Collected data entries —
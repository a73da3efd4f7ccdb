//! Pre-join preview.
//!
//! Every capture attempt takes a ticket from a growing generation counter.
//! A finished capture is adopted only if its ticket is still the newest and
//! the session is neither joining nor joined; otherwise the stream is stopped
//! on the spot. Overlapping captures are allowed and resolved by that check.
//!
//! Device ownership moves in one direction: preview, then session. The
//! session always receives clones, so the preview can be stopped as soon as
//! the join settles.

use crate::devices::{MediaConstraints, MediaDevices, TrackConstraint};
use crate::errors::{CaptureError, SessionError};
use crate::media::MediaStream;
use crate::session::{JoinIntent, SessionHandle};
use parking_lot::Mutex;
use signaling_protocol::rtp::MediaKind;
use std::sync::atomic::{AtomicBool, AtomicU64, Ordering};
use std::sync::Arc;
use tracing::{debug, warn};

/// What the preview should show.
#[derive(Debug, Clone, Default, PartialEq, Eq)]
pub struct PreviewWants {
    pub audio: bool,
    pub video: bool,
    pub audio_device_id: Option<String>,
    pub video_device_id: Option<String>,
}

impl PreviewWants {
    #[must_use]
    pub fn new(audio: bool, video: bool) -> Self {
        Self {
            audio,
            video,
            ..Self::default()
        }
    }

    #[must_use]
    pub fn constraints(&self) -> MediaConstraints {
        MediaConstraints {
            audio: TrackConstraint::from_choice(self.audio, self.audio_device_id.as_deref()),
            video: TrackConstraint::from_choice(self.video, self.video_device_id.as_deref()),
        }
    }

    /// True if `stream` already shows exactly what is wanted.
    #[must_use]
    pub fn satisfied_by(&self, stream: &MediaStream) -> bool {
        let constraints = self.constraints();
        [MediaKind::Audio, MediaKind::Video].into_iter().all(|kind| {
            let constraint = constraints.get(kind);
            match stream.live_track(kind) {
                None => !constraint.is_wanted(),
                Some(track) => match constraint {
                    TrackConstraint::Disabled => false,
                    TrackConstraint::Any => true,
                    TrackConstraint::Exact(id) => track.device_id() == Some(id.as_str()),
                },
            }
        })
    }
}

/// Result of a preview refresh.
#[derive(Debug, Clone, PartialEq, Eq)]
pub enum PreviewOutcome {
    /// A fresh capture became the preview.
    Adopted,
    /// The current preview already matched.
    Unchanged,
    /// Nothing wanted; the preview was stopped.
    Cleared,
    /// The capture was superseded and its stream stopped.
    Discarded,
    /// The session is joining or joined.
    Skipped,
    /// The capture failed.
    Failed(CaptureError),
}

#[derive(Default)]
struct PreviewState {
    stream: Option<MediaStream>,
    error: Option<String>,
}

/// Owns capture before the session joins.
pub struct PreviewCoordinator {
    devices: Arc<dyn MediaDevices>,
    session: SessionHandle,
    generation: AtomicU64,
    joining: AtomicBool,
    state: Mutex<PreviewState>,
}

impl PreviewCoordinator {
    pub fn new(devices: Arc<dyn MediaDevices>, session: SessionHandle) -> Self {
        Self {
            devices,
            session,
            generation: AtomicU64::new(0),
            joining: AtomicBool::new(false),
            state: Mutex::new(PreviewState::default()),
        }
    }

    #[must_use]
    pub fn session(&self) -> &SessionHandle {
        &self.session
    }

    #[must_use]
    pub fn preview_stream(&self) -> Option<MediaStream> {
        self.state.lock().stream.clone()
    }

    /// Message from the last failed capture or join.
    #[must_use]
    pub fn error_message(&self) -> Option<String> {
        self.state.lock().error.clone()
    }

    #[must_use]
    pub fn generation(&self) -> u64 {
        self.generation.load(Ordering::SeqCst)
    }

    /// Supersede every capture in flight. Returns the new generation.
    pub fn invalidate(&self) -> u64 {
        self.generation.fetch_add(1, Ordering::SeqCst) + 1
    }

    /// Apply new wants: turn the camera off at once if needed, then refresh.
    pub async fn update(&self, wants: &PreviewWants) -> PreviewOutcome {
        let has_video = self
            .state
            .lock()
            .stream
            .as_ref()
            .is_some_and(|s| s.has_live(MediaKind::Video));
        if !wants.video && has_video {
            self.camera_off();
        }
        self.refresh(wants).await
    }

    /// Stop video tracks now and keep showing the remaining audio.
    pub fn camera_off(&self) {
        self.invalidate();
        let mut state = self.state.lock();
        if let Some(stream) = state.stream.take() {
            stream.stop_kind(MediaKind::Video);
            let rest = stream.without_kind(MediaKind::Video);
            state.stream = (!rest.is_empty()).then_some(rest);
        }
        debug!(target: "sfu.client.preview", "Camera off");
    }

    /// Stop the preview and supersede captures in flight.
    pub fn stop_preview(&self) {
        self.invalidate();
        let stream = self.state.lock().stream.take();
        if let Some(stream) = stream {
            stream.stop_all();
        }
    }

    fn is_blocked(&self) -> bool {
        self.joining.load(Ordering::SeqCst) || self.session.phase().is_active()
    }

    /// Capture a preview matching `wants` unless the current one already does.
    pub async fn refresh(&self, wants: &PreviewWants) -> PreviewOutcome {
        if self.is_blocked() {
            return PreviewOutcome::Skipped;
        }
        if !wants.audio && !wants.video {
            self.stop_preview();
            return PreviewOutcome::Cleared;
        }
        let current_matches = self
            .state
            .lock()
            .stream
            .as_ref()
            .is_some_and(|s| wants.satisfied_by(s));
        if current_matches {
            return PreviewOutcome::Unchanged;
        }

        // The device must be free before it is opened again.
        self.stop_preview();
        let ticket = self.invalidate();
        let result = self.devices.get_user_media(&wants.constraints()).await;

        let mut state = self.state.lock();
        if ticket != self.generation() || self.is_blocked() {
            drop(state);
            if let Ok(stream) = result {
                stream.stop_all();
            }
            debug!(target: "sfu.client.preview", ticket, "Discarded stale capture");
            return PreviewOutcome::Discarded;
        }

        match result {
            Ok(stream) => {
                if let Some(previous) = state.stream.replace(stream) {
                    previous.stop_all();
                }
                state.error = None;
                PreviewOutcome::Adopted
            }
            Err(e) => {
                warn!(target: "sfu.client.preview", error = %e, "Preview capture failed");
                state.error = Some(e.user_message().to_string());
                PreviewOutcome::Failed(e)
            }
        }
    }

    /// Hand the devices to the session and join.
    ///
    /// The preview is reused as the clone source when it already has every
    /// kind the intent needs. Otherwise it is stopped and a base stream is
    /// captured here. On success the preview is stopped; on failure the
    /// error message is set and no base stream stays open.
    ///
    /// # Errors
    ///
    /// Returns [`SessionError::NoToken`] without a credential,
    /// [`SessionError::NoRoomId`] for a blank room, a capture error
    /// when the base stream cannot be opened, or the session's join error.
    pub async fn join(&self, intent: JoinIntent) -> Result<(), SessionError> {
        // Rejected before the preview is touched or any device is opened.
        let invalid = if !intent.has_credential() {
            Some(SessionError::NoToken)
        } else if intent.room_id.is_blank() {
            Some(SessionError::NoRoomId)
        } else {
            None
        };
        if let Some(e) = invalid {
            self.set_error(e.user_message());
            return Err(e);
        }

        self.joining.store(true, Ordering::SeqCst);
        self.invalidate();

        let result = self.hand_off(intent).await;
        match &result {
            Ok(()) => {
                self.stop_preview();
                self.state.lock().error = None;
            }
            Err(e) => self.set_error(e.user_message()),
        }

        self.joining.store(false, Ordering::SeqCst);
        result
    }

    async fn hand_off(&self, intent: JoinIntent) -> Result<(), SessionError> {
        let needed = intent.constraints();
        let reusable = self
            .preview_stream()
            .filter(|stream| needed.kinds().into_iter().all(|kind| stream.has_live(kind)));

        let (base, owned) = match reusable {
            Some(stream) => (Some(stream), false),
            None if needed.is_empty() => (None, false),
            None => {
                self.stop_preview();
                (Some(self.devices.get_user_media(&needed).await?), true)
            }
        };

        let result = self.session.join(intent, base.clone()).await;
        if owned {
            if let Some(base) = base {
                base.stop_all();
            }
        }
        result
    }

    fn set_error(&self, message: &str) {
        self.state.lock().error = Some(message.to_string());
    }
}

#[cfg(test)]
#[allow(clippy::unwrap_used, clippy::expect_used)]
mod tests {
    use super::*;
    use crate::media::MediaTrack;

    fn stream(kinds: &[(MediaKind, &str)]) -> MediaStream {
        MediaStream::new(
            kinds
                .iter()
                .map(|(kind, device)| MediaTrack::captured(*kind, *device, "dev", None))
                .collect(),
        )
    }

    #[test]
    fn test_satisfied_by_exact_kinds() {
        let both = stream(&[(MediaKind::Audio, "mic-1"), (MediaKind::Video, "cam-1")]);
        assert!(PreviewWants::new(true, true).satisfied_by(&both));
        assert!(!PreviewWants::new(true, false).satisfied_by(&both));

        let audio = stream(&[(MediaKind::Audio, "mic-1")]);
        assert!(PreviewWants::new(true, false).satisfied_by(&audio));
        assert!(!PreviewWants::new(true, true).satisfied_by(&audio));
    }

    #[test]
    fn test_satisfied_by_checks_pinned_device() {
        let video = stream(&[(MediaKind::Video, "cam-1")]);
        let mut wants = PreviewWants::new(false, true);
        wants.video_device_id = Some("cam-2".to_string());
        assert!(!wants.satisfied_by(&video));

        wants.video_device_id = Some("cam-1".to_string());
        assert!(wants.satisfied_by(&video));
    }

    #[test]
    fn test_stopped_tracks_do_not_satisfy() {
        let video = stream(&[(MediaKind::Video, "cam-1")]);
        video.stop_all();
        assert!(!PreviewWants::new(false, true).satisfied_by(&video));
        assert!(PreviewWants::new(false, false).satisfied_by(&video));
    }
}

ACTIVITY —
Among the entries above, say how many lines hold the word "when". No other words belong in the answer.

ANSWER BOX —
2